ASSIGNMENT
Take the data below and repeat it exactly.
Top of TASK INPUTS
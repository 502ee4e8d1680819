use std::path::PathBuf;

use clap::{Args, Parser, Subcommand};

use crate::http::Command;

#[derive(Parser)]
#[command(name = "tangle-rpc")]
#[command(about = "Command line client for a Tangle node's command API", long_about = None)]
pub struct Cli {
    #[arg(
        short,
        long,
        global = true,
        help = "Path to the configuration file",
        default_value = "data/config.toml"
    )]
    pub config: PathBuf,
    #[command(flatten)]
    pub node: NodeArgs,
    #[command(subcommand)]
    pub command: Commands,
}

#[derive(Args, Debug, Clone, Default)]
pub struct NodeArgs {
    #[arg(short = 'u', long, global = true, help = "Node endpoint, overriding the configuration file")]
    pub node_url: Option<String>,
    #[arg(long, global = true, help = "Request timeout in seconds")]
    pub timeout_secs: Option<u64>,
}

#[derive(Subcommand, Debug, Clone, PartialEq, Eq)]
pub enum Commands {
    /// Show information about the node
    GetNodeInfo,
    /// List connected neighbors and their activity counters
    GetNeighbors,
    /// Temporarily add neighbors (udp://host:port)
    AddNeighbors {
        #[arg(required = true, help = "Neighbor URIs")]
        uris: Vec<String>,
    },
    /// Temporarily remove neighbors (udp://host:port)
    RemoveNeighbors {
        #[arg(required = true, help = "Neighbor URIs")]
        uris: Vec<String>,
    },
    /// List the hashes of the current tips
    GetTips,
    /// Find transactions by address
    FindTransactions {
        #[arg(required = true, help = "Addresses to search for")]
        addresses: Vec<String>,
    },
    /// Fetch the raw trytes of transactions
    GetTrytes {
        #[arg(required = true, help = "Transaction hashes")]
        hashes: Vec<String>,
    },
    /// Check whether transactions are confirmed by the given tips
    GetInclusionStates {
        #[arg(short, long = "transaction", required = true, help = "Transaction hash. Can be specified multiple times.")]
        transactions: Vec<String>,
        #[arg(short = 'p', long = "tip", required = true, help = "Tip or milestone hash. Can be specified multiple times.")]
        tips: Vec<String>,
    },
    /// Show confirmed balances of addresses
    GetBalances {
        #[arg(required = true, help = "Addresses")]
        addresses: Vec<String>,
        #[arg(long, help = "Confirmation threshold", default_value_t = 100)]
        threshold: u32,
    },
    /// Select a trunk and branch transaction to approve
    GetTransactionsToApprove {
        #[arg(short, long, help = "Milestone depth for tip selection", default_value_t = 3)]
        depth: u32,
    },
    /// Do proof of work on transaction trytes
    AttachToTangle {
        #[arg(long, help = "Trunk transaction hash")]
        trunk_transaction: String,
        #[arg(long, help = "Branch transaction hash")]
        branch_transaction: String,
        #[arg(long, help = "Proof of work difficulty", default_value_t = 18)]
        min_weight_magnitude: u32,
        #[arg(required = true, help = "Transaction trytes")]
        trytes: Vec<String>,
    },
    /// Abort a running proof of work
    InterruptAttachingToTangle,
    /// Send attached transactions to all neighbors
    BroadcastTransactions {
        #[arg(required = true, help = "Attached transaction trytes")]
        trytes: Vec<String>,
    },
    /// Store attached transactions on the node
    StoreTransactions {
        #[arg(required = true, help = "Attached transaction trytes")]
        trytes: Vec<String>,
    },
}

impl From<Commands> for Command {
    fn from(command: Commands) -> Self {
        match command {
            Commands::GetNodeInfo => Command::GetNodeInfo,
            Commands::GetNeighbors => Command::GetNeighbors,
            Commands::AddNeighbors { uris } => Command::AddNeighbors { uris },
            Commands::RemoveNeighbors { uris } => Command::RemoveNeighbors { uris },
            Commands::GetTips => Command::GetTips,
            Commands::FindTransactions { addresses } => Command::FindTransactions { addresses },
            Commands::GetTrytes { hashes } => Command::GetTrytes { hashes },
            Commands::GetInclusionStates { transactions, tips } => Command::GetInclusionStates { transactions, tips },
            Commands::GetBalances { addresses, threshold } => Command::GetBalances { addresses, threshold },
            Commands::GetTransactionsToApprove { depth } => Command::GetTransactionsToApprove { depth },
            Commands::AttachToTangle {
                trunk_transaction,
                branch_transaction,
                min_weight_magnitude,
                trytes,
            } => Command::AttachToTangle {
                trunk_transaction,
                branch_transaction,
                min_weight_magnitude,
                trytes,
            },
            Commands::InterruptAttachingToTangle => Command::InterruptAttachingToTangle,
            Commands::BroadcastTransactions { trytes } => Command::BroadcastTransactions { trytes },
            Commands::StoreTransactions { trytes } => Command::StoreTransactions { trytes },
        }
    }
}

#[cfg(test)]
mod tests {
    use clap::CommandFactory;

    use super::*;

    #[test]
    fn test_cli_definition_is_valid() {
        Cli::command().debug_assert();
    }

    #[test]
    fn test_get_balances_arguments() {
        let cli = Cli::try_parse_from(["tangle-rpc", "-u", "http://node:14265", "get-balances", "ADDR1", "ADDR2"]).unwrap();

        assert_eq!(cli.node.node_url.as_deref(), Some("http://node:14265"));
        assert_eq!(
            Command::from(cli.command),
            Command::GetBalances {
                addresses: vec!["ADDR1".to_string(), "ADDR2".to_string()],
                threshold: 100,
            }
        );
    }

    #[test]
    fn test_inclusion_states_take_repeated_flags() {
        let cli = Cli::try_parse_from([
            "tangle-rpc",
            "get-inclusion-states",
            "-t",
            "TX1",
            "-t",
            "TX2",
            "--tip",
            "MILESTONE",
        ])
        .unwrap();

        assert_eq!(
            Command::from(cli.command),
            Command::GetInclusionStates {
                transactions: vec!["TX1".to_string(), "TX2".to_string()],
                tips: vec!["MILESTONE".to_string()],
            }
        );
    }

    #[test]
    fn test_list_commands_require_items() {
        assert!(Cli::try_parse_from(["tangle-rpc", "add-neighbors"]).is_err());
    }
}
Bottom of TASK INPUTS
EXERCISE OUTPUT
repository 502ee4e8d1680819
use std::path::PathBuf;

use clap::{Args, Parser, Subcommand};

use crate::http::Command;

#[derive(Parser)]
#[command(name = "tangle-rpc")]
#[command(about = "Command line client for a Tangle node's command API", long_about = None)]
pub struct Cli {
    #[arg(
        short,
        long,
        global = true,
        help = "Path to the configuration file",
        default_value = "data/config.toml"
    )]
    pub config: PathBuf,
    #[command(flatten)]
    pub node: NodeArgs,
    #[command(subcommand)]
    pub command: Commands,
}

#[derive(Args, Debug, Clone, Default)]
pub struct NodeArgs {
    #[arg(short = 'u', long, global = true, help = "Node endpoint, overriding the configuration file")]
    pub node_url: Option<String>,
    #[arg(long, global = true, help = "Request timeout in seconds")]
    pub timeout_secs: Option<u64>,
}

#[derive(Subcommand, Debug, Clone, PartialEq, Eq)]
pub enum Commands {
    /// Show information about the node
    GetNodeInfo,
    /// List connected neighbors and their activity counters
    GetNeighbors,
    /// Temporarily add neighbors (udp://host:port)
    AddNeighbors {
        #[arg(required = true, help = "Neighbor URIs")]
        uris: Vec<String>,
    },
    /// Temporarily remove neighbors (udp://host:port)
    RemoveNeighbors {
        #[arg(required = true, help = "Neighbor URIs")]
        uris: Vec<String>,
    },
    /// List the hashes of the current tips
    GetTips,
    /// Find transactions by address
    FindTransactions {
        #[arg(required = true, help = "Addresses to search for")]
        addresses: Vec<String>,
    },
    /// Fetch the raw trytes of transactions
    GetTrytes {
        #[arg(required = true, help = "Transaction hashes")]
        hashes: Vec<String>,
    },
    /// Check whether transactions are confirmed by the given tips
    GetInclusionStates {
        #[arg(short, long = "transaction", required = true, help = "Transaction hash. Can be specified multiple times.")]
        transactions: Vec<String>,
        #[arg(short = 'p', long = "tip", required = true, help = "Tip or milestone hash. Can be specified multiple times.")]
        tips: Vec<String>,
    },
    /// Show confirmed balances of addresses
    GetBalances {
        #[arg(required = true, help = "Addresses")]
        addresses: Vec<String>,
        #[arg(long, help = "Confirmation threshold", default_value_t = 100)]
        threshold: u32,
    },
    /// Select a trunk and branch transaction to approve
    GetTransactionsToApprove {
        #[arg(short, long, help = "Milestone depth for tip selection", default_value_t = 3)]
        depth: u32,
    },
    /// Do proof of work on transaction trytes
    AttachToTangle {
        #[arg(long, help = "Trunk transaction hash")]
        trunk_transaction: String,
        #[arg(long, help = "Branch transaction hash")]
        branch_transaction: String,
        #[arg(long, help = "Proof of work difficulty", default_value_t = 18)]
        min_weight_magnitude: u32,
        #[arg(required = true, help = "Transaction trytes")]
        trytes: Vec<String>,
    },
    /// Abort a running proof of work
    InterruptAttachingToTangle,
    /// Send attached transactions to all neighbors
    BroadcastTransactions {
        #[arg(required = true, help = "Attached transaction trytes")]
        trytes: Vec<String>,
    },
    /// Store attached transactions on the node
    StoreTransactions {
        #[arg(required = true, help = "Attached transaction trytes")]
        trytes: Vec<String>,
    },
}

impl From<Commands> for Command {
    fn from(command: Commands) -> Self {
        match command {
            Commands::GetNodeInfo => Command::GetNodeInfo,
            Commands::GetNeighbors => Command::GetNeighbors,
            Commands::AddNeighbors { uris } => Command::AddNeighbors { uris },
            Commands::RemoveNeighbors { uris } => Command::RemoveNeighbors { uris },
            Commands::GetTips => Command::GetTips,
            Commands::FindTransactions { addresses } => Command::FindTransactions { addresses },
            Commands::GetTrytes { hashes } => Command::GetTrytes { hashes },
            Commands::GetInclusionStates { transactions, tips } => Command::GetInclusionStates { transactions, tips },
            Commands::GetBalances { addresses, threshold } => Command::GetBalances { addresses, threshold },
            Commands::GetTransactionsToApprove { depth } => Command::GetTransactionsToApprove { depth },
            Commands::AttachToTangle {
                trunk_transaction,
                branch_transaction,
                min_weight_magnitude,
                trytes,
            } => Command::AttachToTangle {
                trunk_transaction,
                branch_transaction,
                min_weight_magnitude,
                trytes,
            },
            Commands::InterruptAttachingToTangle => Command::InterruptAttachingToTangle,
            Commands::BroadcastTransactions { trytes } => Command::BroadcastTransactions { trytes },
            Commands::StoreTransactions { trytes } => Command::StoreTransactions { trytes },
        }
    }
}

#[cfg(test)]
mod tests {
    use clap::CommandFactory;

    use super::*;

    #[test]
    fn test_cli_definition_is_valid() {
        Cli::command().debug_assert();
    }

    #[test]
    fn test_get_balances_arguments() {
        let cli = Cli::try_parse_from(["tangle-rpc", "-u", "http://node:14265", "get-balances", "ADDR1", "ADDR2"]).unwrap();

        assert_eq!(cli.node.node_url.as_deref(), Some("http://node:14265"));
        assert_eq!(
            Command::from(cli.command),
            Command::GetBalances {
                addresses: vec!["ADDR1".to_string(), "ADDR2".to_string()],
                threshold: 100,
            }
        );
    }

    #[test]
    fn test_inclusion_states_take_repeated_flags() {
        let cli = Cli::try_parse_from([
            "tangle-rpc",
            "get-inclusion-states",
            "-t",
            "TX1",
            "-t",
            "TX2",
            "--tip",
            "MILESTONE",
        ])
        .unwrap();

        assert_eq!(
            Command::from(cli.command),
            Command::GetInclusionStates {
                transactions: vec!["TX1".to_string(), "TX2".to_string()],
                tips: vec!["MILESTONE".to_string()],
            }
        );
    }

    #[test]
    fn test_list_commands_require_items() {
        assert!(Cli::try_parse_from(["tangle-rpc", "add-neighbors"]).is_err());
    }
}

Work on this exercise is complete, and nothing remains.